Je détourne les yeux et repense à ce qu’il m’a dit avant d’entrer dans l’arène. Ces combats sont pour lui une manière d’apprendre à se protéger, de protéger les autres. Mais c’est justement cette violence qui a causé la mort de son frère.
Un nouveau combat débute, et c’est celui de trop.
Un garçon chétif entre dans l’arène. Il tremble un peu. Il n’a pas l’air plus âgé que moi, avec des yeux trop grands pour son visage et une posture fuyante. Et face à lui, un pensionnaire entre en scène avec une démarche assurée, ses bras musclés recouverts d’encre noire, un sourire suffisant collé au visage. Des exclamations montent des gradins.

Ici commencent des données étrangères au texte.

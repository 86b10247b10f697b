use super::*;

fn unit_box() -> IntBox {
    IntBox::new(-10, 10, 0, 20, 0, 10)
}

#[test]
fn cuboid_has_eight_corners_and_twelve_triangles() {
    let mesh = VolumeMesh::for_box(&unit_box(), VolumeType::Cuboid, 10.0);
    assert_eq!(mesh.vertices.len(), 8);
    assert_eq!(mesh.triangles.len(), 12);
    assert_eq!(mesh.vertices[0], Vertex::new(1.0, 2.0, 0.0));
    assert_eq!(mesh.vertices[2], Vertex::new(-1.0, 0.0, 0.0));
    assert_eq!(mesh.vertices[7], Vertex::new(-1.0, 2.0, 1.0));
}

#[test]
fn prisms_have_six_corners_and_eight_triangles() {
    for t in [
        VolumeType::MinusXPrism,
        VolumeType::MinusZPrism,
        VolumeType::PlusXPrism,
        VolumeType::PlusZPrism,
    ] {
        let mesh = VolumeMesh::for_box(&unit_box(), t, 10.0);
        assert_eq!(mesh.vertices.len(), 6, "{t:?}");
        assert_eq!(mesh.triangles.len(), 8, "{t:?}");
        assert!(
            mesh.triangles.iter().flatten().all(|&i| (1..=6).contains(&i)),
            "{t:?}"
        );
    }
}

#[test]
fn prism_top_edges_follow_the_slope() {
    let minus_x = VolumeMesh::for_box(&unit_box(), VolumeType::MinusXPrism, 10.0);
    assert_eq!(minus_x.vertices[4], Vertex::new(1.0, 2.0, 1.0));
    assert_eq!(minus_x.vertices[5], Vertex::new(-1.0, 2.0, 1.0));

    let plus_z = VolumeMesh::for_box(&unit_box(), VolumeType::PlusZPrism, 10.0);
    assert_eq!(plus_z.vertices[4], Vertex::new(-1.0, 0.0, 1.0));
    assert_eq!(plus_z.vertices[5], Vertex::new(-1.0, 2.0, 1.0));
}
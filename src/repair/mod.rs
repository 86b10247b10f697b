//! Post-render image repair: crop to the structure silhouette, bleed neighbor colors over
//! faces the renderer saw through other geometry, then scale to the final image size.

pub mod bleed;
pub mod crop;
pub mod postprocess;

- Il n’a aucune chance… murmure quelqu’un non loin de moi
Dès le signal, le grand fonce. Le petit tente d’esquiver maladroitement. Il recule, glisse sur le sable. Son adversaire le rue de coups : une paume dans le ventre, un genou dans la cuisse, un revers dans les côtes. Pas assez pour tuer. Juste pour faire mal. Il gémit, tente de riposter, mais il ne possède visiblement aucun pouvoir de défense. Juste une volonté qui s’effrite à chaque coup. Je le vois chanceler, tomber, se relever.

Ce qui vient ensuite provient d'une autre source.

//! Coarse hull meshes used to measure a structure's silhouette in its render.

use crate::geometry::int_box::IntBox;
use crate::mesh::pool::{Vertex, to_world};
use crate::scene::structure::VolumeType;

/// Triangle mesh over a fixed vertex list; indices are 1-based.
#[derive(Clone, Debug, PartialEq)]
pub struct VolumeMesh {
    pub vertices: Vec<Vertex>,
    pub triangles: Vec<[u32; 3]>,
}

/// Which bound each coordinate of a table vertex takes.
#[derive(Clone, Copy)]
enum B {
    Min,
    Max,
}

type Corner = (B, B, B);

const BASE: [Corner; 4] = [
    (B::Max, B::Max, B::Min),
    (B::Max, B::Min, B::Min),
    (B::Min, B::Min, B::Min),
    (B::Min, B::Max, B::Min),
];

fn table(volume_type: VolumeType) -> (&'static [Corner], &'static [[u32; 3]]) {
    match volume_type {
        VolumeType::Cuboid => (
            &[
                (B::Max, B::Max, B::Max),
                (B::Max, B::Min, B::Max),
                (B::Min, B::Min, B::Max),
                (B::Min, B::Max, B::Max),
            ],
            &[
                [1, 2, 3],
                [1, 3, 4],
                [5, 8, 7],
                [5, 7, 6],
                [1, 5, 6],
                [1, 6, 2],
                [2, 6, 7],
                [2, 7, 3],
                [3, 7, 8],
                [3, 8, 4],
                [5, 1, 4],
                [5, 4, 8],
            ],
        ),
        VolumeType::MinusXPrism => (
            &[(B::Max, B::Max, B::Max), (B::Min, B::Max, B::Max)],
            &[
                [1, 2, 3],
                [1, 3, 4],
                [2, 3, 6],
                [2, 6, 5],
                [1, 5, 6],
                [1, 6, 4],
                [1, 5, 2],
                [4, 6, 3],
            ],
        ),
        VolumeType::MinusZPrism => (
            &[(B::Max, B::Max, B::Max), (B::Max, B::Min, B::Max)],
            &[
                [1, 2, 3],
                [1, 3, 4],
                [3, 4, 5],
                [3, 5, 6],
                [1, 6, 2],
                [1, 5, 6],
                [1, 4, 5],
                [2, 3, 6],
            ],
        ),
        VolumeType::PlusXPrism => (
            &[(B::Max, B::Min, B::Max), (B::Min, B::Min, B::Max)],
            &[
                [1, 2, 3],
                [1, 3, 4],
                [1, 5, 6],
                [1, 6, 4],
                [2, 3, 6],
                [2, 6, 5],
                [1, 5, 2],
                [4, 6, 3],
            ],
        ),
        VolumeType::PlusZPrism => (
            &[(B::Min, B::Min, B::Max), (B::Min, B::Max, B::Max)],
            &[
                [1, 2, 3],
                [1, 3, 4],
                [1, 2, 5],
                [1, 5, 6],
                [3, 4, 6],
                [3, 6, 5],
                [1, 4, 6],
                [2, 3, 5],
            ],
        ),
    }
}

impl VolumeMesh {
    /// Hull of `volume_type` spanning the source-space box `b`.
    pub fn for_box(b: &IntBox, volume_type: VolumeType, divisor: f64) -> Self {
        let pick = |bound: B, lo: i32, hi: i32| match bound {
            B::Min => to_world(lo, divisor),
            B::Max => to_world(hi, divisor),
        };
        let (extra, triangles) = table(volume_type);
        let vertices = BASE
            .iter()
            .chain(extra)
            .map(|&(x, y, z)| {
                Vertex::new(
                    pick(x, b.min.x, b.max.x),
                    pick(y, b.min.y, b.max.y),
                    pick(z, b.min.z, b.max.z),
                )
            })
            .collect();
        Self {
            vertices,
            triangles: triangles.to_vec(),
        }
    }
}

#[cfg(test)]
#[path = "../../tests/unit/mesh/volume.rs"]
mod tests;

Le grand l’attrape par le col et le projette contre un mur. Le choc est brutal. Il s’écrase au sol, le souffle coupé. Mais il n’en a pas finit. Le pensionnaire monte à califourchon sur lui et lève le poing, une lumière crépitante dans ses doigts, comme des étincelles de foudre. Il va frapper.
Le petit gémit. Ses yeux s’ouvrent en grand, pleins de larmes et de peur. Il tend faiblement une main.
Il ne supplie pas.
Il attend le coup.
Et cette fois, je ne peux pas me taire.
- ARRÊTEZ !
Ma voix claque plus fort que je ne l’aurais cru. Le silence tombe. Tous les regards se tournent vers moi. Sur les gradins, dans l’arène, même le garçon en train de frapper suspend son mouvement, surpris.
Le cœur battant, je me lève. Mes jambes tremblent, mais je tiens.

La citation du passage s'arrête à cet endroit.